Pilihan diam ini selanjutnya justru menciptakan efek spiral di mana opini mayoritas tampak semakin dominan. Semakin diam semakin dominan. Dan pada akhirnya mereka ikut bersuara pada suara dominan tersebut.
Ketakutan akan dikucilkan atau dihakimi oleh pemilik opini mayoritas dan kekuasaan, sering kali menjadi pendorong utama di balik keputusan untuk diam tidak bersuara. Hal ini menjadi sangat mengkhawatirkan, ketika para intelektual, akhirnya merasa bahwa mengutarakan pendapat kontroversial bisa merusak reputasi profesional mereka atau menyebabkan alienasi sosial.
Spiral of Silence di Indonesia
Di Indonesia, selama masa Orba di bawah pemerintahan Soeharto, banyak intelektual, akademisi, dan tokoh masyarakat yang memilih untuk diam atau tidak secara terbuka menyuarakan kritik terhadap pemerintah.

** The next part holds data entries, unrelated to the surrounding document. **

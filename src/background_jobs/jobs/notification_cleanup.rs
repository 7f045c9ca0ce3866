//! Retention cleanup of stored notifications.
//!
//! Records older than the retention window can never be restored again, so
//! they are deleted together with their properties.

use crate::background_jobs::{
    context::JobContext,
    job::{BackgroundJob, JobError, JobSchedule, ShutdownBehavior},
};
use std::time::Duration;
use tracing::info;

pub struct NotificationCleanupJob {
    interval: Duration,
}

impl NotificationCleanupJob {
    pub fn new(interval_hours: u64) -> Self {
        Self {
            interval: Duration::from_secs(interval_hours * 60 * 60),
        }
    }
}

impl BackgroundJob for NotificationCleanupJob {
    fn id(&self) -> &'static str {
        "notification_cleanup"
    }

    fn name(&self) -> &'static str {
        "Notification Cleanup"
    }

    fn description(&self) -> &'static str {
        "Delete notifications older than the retention window"
    }

    fn schedule(&self) -> JobSchedule {
        JobSchedule::Interval(self.interval)
    }

    fn shutdown_behavior(&self) -> ShutdownBehavior {
        ShutdownBehavior::Cancellable
    }

    fn execute(&self, ctx: &JobContext) -> Result<(), JobError> {
        if ctx.is_cancelled() {
            return Err(JobError::Cancelled);
        }

        let retention = ctx.params.current().retention_window_secs;
        let cutoff = ctx.clock.now() - retention;

        info!(
            "Cleaning up notifications older than {}s (cutoff: {})",
            retention, cutoff
        );

        let deleted = ctx
            .store
            .delete_created_before(cutoff)
            .map_err(|e| JobError::ExecutionFailed(e.to_string()))?;

        if deleted > 0 {
            info!("Deleted {} expired notification(s)", deleted);
        } else {
            info!("No notifications to clean up");
        }

        Ok(())
    }
}

#[cfg(test)]
mod tests {
    use super::*;
    use crate::clock::ManualClock;
    use crate::notifications::{NotificationRecord, NotificationStore, SqliteNotificationStore};
    use crate::params::{PolicyParams, StaticParams};
    use std::sync::Arc;
    use tokio_util::sync::CancellationToken;

    const NOW: i64 = 1_700_000_000;

    fn context(store: Arc<SqliteNotificationStore>, token: CancellationToken) -> JobContext {
        JobContext::new(
            token,
            store,
            Arc::new(ManualClock::new(NOW)),
            Arc::new(StaticParams(PolicyParams {
                retention_window_secs: 3_600,
                ..PolicyParams::default()
            })),
        )
    }

    #[test]
    fn test_job_metadata() {
        let job = NotificationCleanupJob::new(24);
        assert_eq!(job.id(), "notification_cleanup");
        match job.schedule() {
            JobSchedule::Interval(duration) => {
                assert_eq!(duration, Duration::from_secs(24 * 60 * 60));
            }
            _ => panic!("Expected Interval schedule"),
        }
    }

    #[test]
    fn test_deletes_only_records_outside_window() {
        let store = Arc::new(SqliteNotificationStore::in_memory().unwrap());
        store.insert(&NotificationRecord::new("old", NOW - 7_200)).unwrap();
        store.insert(&NotificationRecord::new("recent", NOW - 60)).unwrap();

        let job = NotificationCleanupJob::new(24);
        job.execute(&context(store.clone(), CancellationToken::new()))
            .unwrap();

        assert!(store.get("old").unwrap().is_none());
        assert!(store.get("recent").unwrap().is_some());
    }

    #[test]
    fn test_cancelled_before_start() {
        let store = Arc::new(SqliteNotificationStore::in_memory().unwrap());
        store.insert(&NotificationRecord::new("old", NOW - 7_200)).unwrap();
        let token = CancellationToken::new();
        token.cancel();

        let result = NotificationCleanupJob::new(24).execute(&context(store.clone(), token));
        assert!(matches!(result, Err(JobError::Cancelled)));
        assert!(store.get("old").unwrap().is_some());
    }
}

Pemerintah Orba dikenal dengan kontrol ketat terhadap kebebasan berekspresi dan penindasan terhadap oposisi politik. Kritik terhadap pemerintah sering kali direspon dengan tindakan represif, termasuk penahanan tanpa pengadilan, pengawasan ketat, dan ancaman terhadap keselamatan pribadi dan keluarga.

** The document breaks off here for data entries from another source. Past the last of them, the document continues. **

//! Network transport for analytics events and receive receipts.

use std::time::Duration;

use async_trait::async_trait;
use reqwest::{Client, StatusCode};
use tracing::debug;

use super::operations::Operation;
use crate::notifications::{NotificationError, Result};

/// Delivers operation-shaped reports to a backend.
///
/// Failures are `TransientNetworkFailure` when a later attempt may succeed
/// and `PermanentReportFailure` otherwise.
#[cfg_attr(feature = "mock", mockall::automock)]
#[async_trait]
pub trait ReportTransport: Send + Sync {
    async fn send(&self, operation: &Operation) -> Result<()>;
}

/// Posts reports as JSON to a fixed endpoint.
#[derive(Clone)]
pub struct HttpReportTransport {
    client: Client,
    endpoint: String,
}

impl HttpReportTransport {
    /// # Arguments
    /// * `endpoint` - URL reports are posted to
    /// * `timeout_secs` - Request timeout in seconds
    pub fn new(endpoint: String, timeout_secs: u64) -> anyhow::Result<Self> {
        let client = Client::builder()
            .timeout(Duration::from_secs(timeout_secs))
            .build()?;

        Ok(Self { client, endpoint })
    }

    pub fn endpoint(&self) -> &str {
        &self.endpoint
    }
}

/// Maps a non-success HTTP status to the failure kind.
pub fn classify_status(status: StatusCode) -> NotificationError {
    let message = format!("report rejected with status {}", status);
    if status.is_server_error()
        || status == StatusCode::REQUEST_TIMEOUT
        || status == StatusCode::TOO_MANY_REQUESTS
    {
        NotificationError::TransientNetworkFailure(message)
    } else {
        NotificationError::PermanentReportFailure(message)
    }
}

fn classify_request_error(err: reqwest::Error) -> NotificationError {
    if err.is_builder() {
        NotificationError::PermanentReportFailure(err.to_string())
    } else {
        NotificationError::TransientNetworkFailure(err.to_string())
    }
}

#[async_trait]
impl ReportTransport for HttpReportTransport {
    async fn send(&self, operation: &Operation) -> Result<()> {
        let response = self
            .client
            .post(&self.endpoint)
            .json(operation)
            .send()
            .await
            .map_err(classify_request_error)?;

        let status = response.status();
        if status.is_success() {
            debug!(
                "Reported {} for {} ({})",
                operation.executor(),
                operation.target_id(),
                status
            );
            Ok(())
        } else {
            Err(classify_status(status))
        }
    }
}

#[cfg(test)]
mod tests {
    use super::*;

    #[test]
    fn test_status_classification() {
        for status in [
            StatusCode::INTERNAL_SERVER_ERROR,
            StatusCode::BAD_GATEWAY,
            StatusCode::SERVICE_UNAVAILABLE,
            StatusCode::REQUEST_TIMEOUT,
            StatusCode::TOO_MANY_REQUESTS,
        ] {
            assert!(classify_status(status).is_retryable(), "{}", status);
        }

        for status in [
            StatusCode::BAD_REQUEST,
            StatusCode::NOT_FOUND,
            StatusCode::UNAUTHORIZED,
            StatusCode::UNPROCESSABLE_ENTITY,
        ] {
            assert!(matches!(
                classify_status(status),
                NotificationError::PermanentReportFailure(_)
            ));
        }
    }

    #[tokio::test]
    async fn test_unreachable_endpoint_is_transient() {
        // Port 9 (discard) on localhost is closed on test machines.
        let transport = HttpReportTransport::new("http://127.0.0.1:9/report".to_string(), 2).unwrap();
        let err = transport
            .send(&Operation::track_received("n1", 0))
            .await
            .unwrap_err();
        assert!(err.is_retryable());
    }

    #[tokio::test]
    async fn test_malformed_endpoint_is_permanent() {
        let transport = HttpReportTransport::new("not a url".to_string(), 2).unwrap();
        let err = transport
            .send(&Operation::track_received("n1", 0))
            .await
            .unwrap_err();
        assert!(matches!(err, NotificationError::PermanentReportFailure(_)));
    }
}
//! Background ingestion.

use std::sync::Arc;

use tokio::sync::mpsc;
use tokio_util::sync::CancellationToken;
use tracing::{debug, error, info, warn};

use super::bundle::RawPayload;
use super::generation::{GenerationOutcome, GenerationPipeline};

/// Sending half handed to push receivers.
#[derive(Clone)]
pub struct PayloadSender {
    sender: mpsc::UnboundedSender<RawPayload>,
}

impl PayloadSender {
    /// Queue a payload for ingestion. Returns false once the worker is gone.
    pub fn submit(&self, payload: RawPayload) -> bool {
        match self.sender.send(payload) {
            Ok(()) => true,
            Err(e) => {
                warn!("Generation worker stopped, dropping payload {:?}", e.0.id());
                false
            }
        }
    }
}

/// Drains inbound payloads through the generation pipeline, one at a time,
/// each on a blocking thread.
pub struct GenerationWorker {
    receiver: mpsc::UnboundedReceiver<RawPayload>,
    pipeline: Arc<GenerationPipeline>,
}

impl GenerationWorker {
    pub fn new(pipeline: Arc<GenerationPipeline>) -> (Self, PayloadSender) {
        let (sender, receiver) = mpsc::unbounded_channel();
        (Self { receiver, pipeline }, PayloadSender { sender })
    }

    /// Main loop - call from a spawned task.
    ///
    /// Returns the outcome of every processed payload once all senders are
    /// dropped or `shutdown` fires. A payload already on a blocking thread
    /// is allowed to finish.
    pub async fn run(mut self, shutdown: CancellationToken) -> Vec<GenerationOutcome> {
        info!("Generation worker starting");
        let mut outcomes = Vec::new();

        loop {
            let payload = tokio::select! {
                payload = self.receiver.recv() => match payload {
                    Some(payload) => payload,
                    None => {
                        debug!("Payload channel closed");
                        break;
                    }
                },
                _ = shutdown.cancelled() => {
                    info!("Generation worker shutting down");
                    break;
                }
            };

            let pipeline = self.pipeline.clone();
            match tokio::task::spawn_blocking(move || pipeline.ingest(&payload)).await {
                Ok(outcome) => outcomes.push(outcome),
                Err(e) => error!("Ingestion task panicked: {}", e),
            }
        }

        info!("Generation worker stopped after {} payload(s)", outcomes.len());
        outcomes
    }
}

Bagaimana mekanisme spiral of silence bekerja dalam contoh kasus Orba tersebut?
Pemerintah Orba membangun narasi bahwa stabilitas nasional dan pembangunan ekonomi hanya bisa dicapai melalui kepemimpinan yang kuat dan tanpa adanya gangguan dari oposisi. Media massa yang dikendalikan oleh pemerintah Orba memperkuat narasi ini, sehingga opini publik cenderung mendukung pemerintahan yang otoriter tersebut.

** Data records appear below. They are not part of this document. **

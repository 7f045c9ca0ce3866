use anyhow::{Context, Result};
use async_trait::async_trait;
use clap::{Parser, Subcommand};
use std::path::PathBuf;
use std::sync::Arc;
use tokio::io::{AsyncBufReadExt, BufReader};
use tokio_util::sync::CancellationToken;
use tracing::{info, level_filters::LevelFilter, warn};
use tracing_subscriber::{layer::SubscriberExt, util::SubscriberInitExt, EnvFilter};

use pushcore::config::{AppConfig, CliConfig, FileConfig};
use pushcore::metrics;
use pushcore::notifications::{
    NotificationRecord, NotificationStore, Predicate, DEFAULT_RETENTION_WINDOW_SECS,
};
use pushcore::params::DEFAULT_MAX_VISIBLE;
use pushcore::pipeline::{NotificationDisplayer, RawPayload};
use pushcore::Services;

fn parse_path(s: &str) -> Result<PathBuf> {
    let path_buf = PathBuf::from(s);
    let original_path = match path_buf.canonicalize() {
        Ok(path) => path,
        Err(msg) => {
            if msg.kind() == std::io::ErrorKind::NotFound {
                path_buf
            } else {
                return Err(msg).with_context(|| format!("Error resolving path: {}", s));
            }
        }
    };
    if original_path.is_absolute() {
        return Ok(original_path);
    }
    let cwd = std::env::current_dir()?;
    Ok(cwd.join(original_path))
}

#[derive(Parser, Debug)]
struct CliArgs {
    /// Directory holding the notification database.
    #[clap(long, value_parser = parse_path)]
    pub db_dir: Option<PathBuf>,

    /// Path to a TOML config file. Its values override the CLI flags.
    #[clap(long, value_parser = parse_path)]
    pub config: Option<PathBuf>,

    /// Maximum number of visible notifications.
    #[clap(long, default_value_t = DEFAULT_MAX_VISIBLE)]
    pub max_visible: usize,

    /// Only notifications created within this window are restored.
    #[clap(long, default_value_t = DEFAULT_RETENTION_WINDOW_SECS)]
    pub retention_window_secs: i64,

    /// Backend URL for analytics and receive receipts.
    #[clap(long)]
    pub report_endpoint: Option<String>,

    /// Timeout in seconds for report requests.
    #[clap(long, default_value_t = 30)]
    pub report_timeout_secs: u64,

    #[command(subcommand)]
    pub command: Command,
}

#[derive(Subcommand, Debug)]
enum Command {
    /// Ingest payloads from a JSON file (one object, or one per line). `-` reads stdin.
    Ingest { input: String },
    /// Re-display pending notifications, as done at startup.
    Restore,
    /// Report that the user opened a notification.
    Open { id: String },
    /// Report that the user dismissed a notification.
    Dismiss { id: String },
    /// Print stored notifications as JSON lines.
    List {
        /// Include opened, dismissed and summary records.
        #[clap(long)]
        all: bool,
    },
    /// Start workers and background jobs, ingesting JSON lines from stdin until EOF or Ctrl-C.
    Run,
    /// Print the metrics of this process in Prometheus text format.
    Metrics,
}

/// Displays notifications by logging them.
struct LogDisplayer;

#[async_trait]
impl NotificationDisplayer for LogDisplayer {
    async fn display(&self, record: &NotificationRecord) -> Result<()> {
        info!(
            "[display] {} {:?}: {}",
            record.id,
            record.title().unwrap_or_default(),
            record.body().unwrap_or_default()
        );
        Ok(())
    }

    fn cancel(&self, id: &str) {
        info!("[cancel] {}", id);
    }

    fn set_badge_count(&self, count: usize) {
        info!("[badge] {}", count);
    }
}

fn parse_payloads(content: &str) -> Vec<Result<RawPayload, String>> {
    if let Ok(payload) = serde_json::from_str::<RawPayload>(content) {
        return vec![Ok(payload)];
    }
    content
        .lines()
        .filter(|line| !line.trim().is_empty())
        .map(|line| RawPayload::from_json_str(line).map_err(|e| e.to_string()))
        .collect()
}

async fn read_input(input: &str) -> Result<String> {
    if input == "-" {
        let mut content = String::new();
        tokio::io::AsyncReadExt::read_to_string(&mut tokio::io::stdin(), &mut content).await?;
        Ok(content)
    } else {
        tokio::fs::read_to_string(input)
            .await
            .with_context(|| format!("Failed to read {}", input))
    }
}

#[tokio::main]
async fn main() -> Result<()> {
    let cli_args = CliArgs::parse();

    tracing_subscriber::registry()
        .with(tracing_subscriber::fmt::layer().with_writer(std::io::stderr))
        .with(
            EnvFilter::builder()
                .with_default_directive(LevelFilter::INFO.into())
                .with_env_var("LOG_LEVEL")
                .from_env_lossy(),
        )
        .try_init()
        .context("Failed to initialize logging")?;

    let file_config = match &cli_args.config {
        Some(path) => {
            info!("Loading config from {:?}", path);
            Some(FileConfig::load(path)?)
        }
        None => None,
    };
    let cli_config = CliConfig {
        db_dir: cli_args.db_dir.clone(),
        max_visible: cli_args.max_visible,
        retention_window_secs: cli_args.retention_window_secs,
        report_endpoint: cli_args.report_endpoint.clone(),
        report_timeout_secs: cli_args.report_timeout_secs,
    };
    let config = AppConfig::resolve(&cli_config, file_config)?;

    metrics::init_metrics();
    let mut services = Services::from_config(&config, Arc::new(LogDisplayer))?;

    match cli_args.command {
        Command::Ingest { input } => {
            let content = read_input(&input).await?;
            for parsed in parse_payloads(&content) {
                match parsed {
                    Ok(payload) => {
                        let outcome = services.pipeline.ingest(&payload);
                        println!(
                            "{}\t{}",
                            outcome.id.as_deref().unwrap_or("-"),
                            outcome.disposition.as_str()
                        );
                    }
                    Err(e) => warn!("Skipping unparsable payload: {}", e),
                }
            }
            tokio::task::yield_now().await;
            services.flush_operations().await;
        }
        Command::Restore => {
            let report = services.restoration.restore_current();
            for id in &report.displayed {
                println!("{}", id);
            }
            if let Some(e) = report.degraded {
                warn!("Restoration degraded: {}", e);
            }
            tokio::task::yield_now().await;
        }
        Command::Open { id } => {
            services.opens.report_open(&id)?;
            services.flush_operations().await;
        }
        Command::Dismiss { id } => {
            services.opens.report_dismissed(&id)?;
            services.flush_operations().await;
        }
        Command::List { all } => {
            let predicate = if all {
                Predicate::all()
            } else {
                Predicate::uninteracted()
            };
            let store: &dyn NotificationStore = services.store.as_ref();
            for record in store.query(predicate).iter() {
                println!("{}", serde_json::to_string(&record?)?);
            }
        }
        Command::Run => {
            let shutdown = CancellationToken::new();
            let running = services.start(shutdown.clone())?;

            let mut lines = BufReader::new(tokio::io::stdin()).lines();
            loop {
                tokio::select! {
                    line = lines.next_line() => match line? {
                        Some(line) if line.trim().is_empty() => {}
                        Some(line) => match RawPayload::from_json_str(&line) {
                            Ok(payload) => {
                                if !running.payloads.submit(payload) {
                                    break;
                                }
                            }
                            Err(e) => warn!("Skipping unparsable payload: {}", e),
                        },
                        None => {
                            info!("Input closed");
                            break;
                        }
                    },
                    _ = tokio::signal::ctrl_c() => {
                        info!("Received Ctrl-C, shutting down");
                        shutdown.cancel();
                        break;
                    }
                }
            }

            let outcomes = running.shutdown().await;
            info!("Processed {} payload(s)", outcomes.len());
            eprint!("{}", metrics::gather_text());
        }
        Command::Metrics => {
            print!("{}", metrics::gather_text());
        }
    }

    Ok(())
}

Intelektual dan akademisi yang memiliki pandangan kritis terhadap pemerintah sering kali takut akan konsekuensi negatif, seperti penahanan, pemecatan dari pekerjaan, atau bahkan ancaman fisik. Ketakutan lain, misalnya ketakutan akan diasingkan dari komunitas profesional dan sosial mereka.
Banyak intelektual memilih untuk tidak mengkritik pemerintah secara terbuka atau bahkan berhenti berbicara tentang isu-isu sensitif politik. Beberapa intelektual beralih ke penelitian atau diskusi yang dianggap lebih aman, menghindari topik-topik yang bisa memicu tindakan represif dari pemerintah.
Media massa pada waktu itu berada di bawah kontrol ketat pemerintah, sehingga informasi yang disajikan kepada publik sangat terbatas dan bias. Liputan media yang mendukung pemerintah dan mengabaikan atau mendiskreditkan kritik memperkuat iklim opini yang mendukung status quo.
Dampak dari spiral of silence adalah kurangnya kritik terbuka terhadap pemerintah. Hal ini mengakibatkan hilangnya mekanisme checks and balances yang penting untuk demokrasi. Kebijakan pemerintah jarang dipertanyakan secara terbuka, mengakibatkan penyalahgunaan kekuasaan.